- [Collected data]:
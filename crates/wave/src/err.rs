// Copyright 2025 Crrow
//
// Licensed under the Apache License, Version 2.0 (the "License");
// you may not use this file except in compliance with the License.
// You may obtain a copy of the License at
//
//      http://www.apache.org/licenses/LICENSE-2.0
//
// Unless required by applicable law or agreed to in writing, software
// distributed under the License is distributed on an "AS IS" BASIS,
// WITHOUT WARRANTIES OR CONDITIONS OF ANY KIND, either express or implied.
// See the License for the specific language governing permissions and
// limitations under the License.

use snafu::Snafu;

/// Result type for wave operations.
pub type Result<T, E = WaveError> = std::result::Result<T, E>;

/// Errors surfaced to the caller by the wave handle.
///
/// All variants are local and recoverable; the engine never retries them.
/// Plugin hooks are infallible from the engine's point of view and cannot
/// produce any of these.
///
/// # Example
///
/// ```rust
/// use tidal_wave::{Wave, WaveConfig, WaveError};
///
/// # #[tokio::main]
/// # async fn main() {
/// let wave = Wave::new(WaveConfig::builder().items(vec!["a".into()]).concurrency(0).build());
/// match wave.start().await {
///     Err(WaveError::InvalidConfiguration { reason, .. }) => println!("rejected: {reason}"),
///     other => panic!("unexpected: {other:?}"),
/// }
/// # }
/// ```
#[derive(Debug, Snafu)]
#[snafu(visibility(pub(crate)))]
pub enum WaveError {
    /// Concurrency below one or an empty name.
    #[snafu(display("Invalid wave configuration: {reason}"))]
    InvalidConfiguration {
        reason: String,
        #[snafu(implicit)]
        loc:    snafu::Location,
    },

    #[snafu(display("Wave {name} is already paused"))]
    AlreadyPaused {
        name: String,
        #[snafu(implicit)]
        loc:  snafu::Location,
    },

    #[snafu(display("Wave {name} was never started"))]
    NeverStarted {
        name: String,
        #[snafu(implicit)]
        loc:  snafu::Location,
    },

    /// The wave has stopped for good; a new handle is needed.
    #[snafu(display("Wave {name} has stopped"))]
    Stopped {
        name: String,
        #[snafu(implicit)]
        loc:  snafu::Location,
    },
}
// Copyright 2025 Crrow
//
// Licensed under the Apache License, Version 2.0 (the "License");
// you may not use this file except in compliance with the License.
// You may obtain a copy of the License at
//
//      http://www.apache.org/licenses/LICENSE-2.0
//
// Unless required by applicable law or agreed to in writing, software
// distributed under the License is distributed on an "AS IS" BASIS,
// WITHOUT WARRANTIES OR CONDITIONS OF ANY KIND, either express or implied.
// See the License for the specific language governing permissions and
// limitations under the License.

use std::{
    env,
    io::IsTerminal,
    sync::{Mutex, Once},
};

use bon::Builder;
use once_cell::sync::OnceCell;
use serde::{Deserialize, Deserializer, Serialize, de};
use smart_default::SmartDefault;
use tracing_appender::{
    non_blocking::{NonBlocking, WorkerGuard},
    rolling::{RollingFileAppender, Rotation},
};
use tracing_log::LogTracer;
use tracing_subscriber::{
    EnvFilter, Layer, Registry,
    filter::{LevelFilter, ParseError, Targets},
    fmt::MakeWriter,
    layer::{Layered, SubscriberExt},
    reload,
};

/// Deserializes a string value, using `Default::default()` if the string is
/// empty.
///
/// # Errors
/// Returns an error if deserialization fails.
pub fn empty_string_as_default<'de, D, T>(deserializer: D) -> Result<T, D::Error>
where
    D: Deserializer<'de>,
    T: Deserialize<'de> + Default,
{
    let s = String::deserialize(deserializer)?;
    if s.is_empty() {
        return Ok(T::default());
    }
    T::deserialize(de::value::StrDeserializer::<de::value::Error>::new(&s))
        .map_err(|e| de::Error::custom(format!("invalid value {s:?}: {e}")))
}

/// Configuration options for the logging system.
#[derive(Clone, Debug, Serialize, Deserialize, PartialEq, Eq, SmartDefault, Builder)]
#[serde(default)]
pub struct LoggingOptions {
    /// Directory for hourly rotated log files. Empty disables file logging.
    #[default = ""]
    #[builder(default, into)]
    pub dir: String,

    /// Level filter such as `"info"` or `"info,tidal_wave=debug"`. Falls
    /// back to `RUST_LOG`, then to `"info"`.
    #[builder(into)]
    pub level: Option<String>,

    #[serde(default, deserialize_with = "empty_string_as_default")]
    #[builder(default)]
    pub log_format: LogFormat,

    /// Maximum number of rotated log files to retain.
    #[default = 720]
    #[builder(default = 720)]
    pub max_log_files: usize,

    /// Whether to write to stdout in addition to files.
    #[default = true]
    #[builder(default = true)]
    pub append_stdout: bool,
}

/// Available log output formats.
#[derive(
    Clone, Debug, Copy, PartialEq, Eq, Serialize, Deserialize, Default, derive_more::Display,
)]
#[serde(rename_all = "snake_case")]
pub enum LogFormat {
    /// One JSON object per event, with the current span and span list.
    #[display("json")]
    Json,

    /// Human-readable text.
    #[default]
    #[display("text")]
    Text,
}

/// Subscriber the output layers are stacked on: the registry behind the
/// reloadable level filter.
type Base = Layered<reload::Layer<Targets, Registry>, Registry>;

type BoxedLayer = Box<dyn Layer<Base> + Send + Sync>;

static RELOAD_HANDLE: OnceCell<reload::Handle<Targets, Registry>> = OnceCell::new();

const DEFAULT_LOG_TARGETS: &str = "info";

/// Initialize logging for unit and integration tests.
///
/// Writes to `UNITTEST_LOG_DIR` (default `/tmp/__unittest_logs`) at
/// `UNITTEST_LOG_LEVEL` (default `debug`). Safe to call from every test.
pub fn init_default_ut_logging() {
    static GUARDS: OnceCell<Mutex<Vec<WorkerGuard>>> = OnceCell::new();

    GUARDS.get_or_init(|| {
        let dir =
            env::var("UNITTEST_LOG_DIR").unwrap_or_else(|_| "/tmp/__unittest_logs".to_string());
        let level = env::var("UNITTEST_LOG_LEVEL").unwrap_or_else(|_| "debug".to_string());
        let opts = LoggingOptions::builder()
            .dir(dir.as_str())
            .level(level)
            .append_stdout(false)
            .build();
        let guards = init_global_logging("unittest", &opts);
        tracing::info!(dir = %dir, "Unit test logging initialized");
        Mutex::new(guards)
    });
}

/// Install the global tracing subscriber.
///
/// Layers: stdout (if `append_stdout`), a rotated main log file and an
/// error-only log file (if `dir` is set), all behind one level filter that
/// [`reload_level`] can replace later. Only the first call has an effect;
/// keep the returned guards alive for as long as logs should be flushed.
///
/// # Panics
/// Panics if the log directory cannot be created, the level string is
/// invalid, or another global subscriber was installed first.
pub fn init_global_logging(app_name: &str, opts: &LoggingOptions) -> Vec<WorkerGuard> {
    static START: Once = Once::new();
    let mut guards = Vec::new();

    START.call_once(|| {
        LogTracer::init().expect("log tracer must be valid");

        let mut layers: Vec<BoxedLayer> = Vec::new();
        if opts.append_stdout {
            let (writer, guard) = tracing_appender::non_blocking(std::io::stdout());
            guards.push(guard);
            layers.push(fmt_layer(writer, opts.log_format, std::io::stdout().is_terminal()));
        }
        if !opts.dir.is_empty() {
            let (main, guard) = file_writer(app_name, opts);
            guards.push(guard);
            layers.push(fmt_layer(main, opts.log_format, false));

            let (errors, guard) = file_writer(&format!("{app_name}-err"), opts);
            guards.push(guard);
            layers.push(
                fmt_layer(errors, opts.log_format, false)
                    .with_filter(LevelFilter::ERROR)
                    .boxed(),
            );
        }

        let env_level = env::var(EnvFilter::DEFAULT_ENV).ok();
        let targets: Targets = opts
            .level
            .as_deref()
            .or(env_level.as_deref())
            .unwrap_or(DEFAULT_LOG_TARGETS)
            .parse()
            .expect("error parsing log level string");
        let (filter, handle) = reload::Layer::new(targets);
        let _ = RELOAD_HANDLE.set(handle);

        let subscriber = Registry::default().with(filter).with(layers);
        tracing::subscriber::set_global_default(subscriber)
            .expect("error setting global tracing subscriber");
    });

    guards
}

/// Replace the level filter at runtime, e.g. `"debug"` or
/// `"info,tidal_wave=trace"`.
///
/// Returns `Ok(false)` when [`init_global_logging`] has not installed a
/// subscriber yet.
///
/// # Errors
/// Returns an error if `level` is not a valid filter string.
pub fn reload_level(level: &str) -> Result<bool, ParseError> {
    let targets: Targets = level.parse()?;
    Ok(RELOAD_HANDLE
        .get()
        .is_some_and(|handle| handle.reload(targets).is_ok()))
}

fn fmt_layer<W>(writer: W, format: LogFormat, ansi: bool) -> BoxedLayer
where
    W: for<'w> MakeWriter<'w> + Send + Sync + 'static,
{
    let layer = tracing_subscriber::fmt::layer()
        .with_writer(writer)
        .with_ansi(ansi);
    match format {
        LogFormat::Json => layer
            .json()
            .with_current_span(true)
            .with_span_list(true)
            .boxed(),
        LogFormat::Text => layer.boxed(),
    }
}

fn file_writer(prefix: &str, opts: &LoggingOptions) -> (NonBlocking, WorkerGuard) {
    let appender = RollingFileAppender::builder()
        .rotation(Rotation::HOURLY)
        .filename_prefix(prefix)
        .max_log_files(opts.max_log_files)
        .build(&opts.dir)
        .unwrap_or_else(|e| panic!("initializing log files in {} failed: {e}", opts.dir));
    tracing_appender::non_blocking(appender)
}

- [What to work on]:
Output the lines of the records above exactly as they appear, from the line containing "let mut guards = Vec::new();" through the line containing "layers.push(fmt_layer(main, opts.log_format, false));".

- [Solved problem]:
    let mut guards = Vec::new();

    START.call_once(|| {
        LogTracer::init().expect("log tracer must be valid");

        let mut layers: Vec<BoxedLayer> = Vec::new();
        if opts.append_stdout {
            let (writer, guard) = tracing_appender::non_blocking(std::io::stdout());
            guards.push(guard);
            layers.push(fmt_layer(writer, opts.log_format, std::io::stdout().is_terminal()));
        }
        if !opts.dir.is_empty() {
            let (main, guard) = file_writer(app_name, opts);
            guards.push(guard);
            layers.push(fmt_layer(main, opts.log_format, false));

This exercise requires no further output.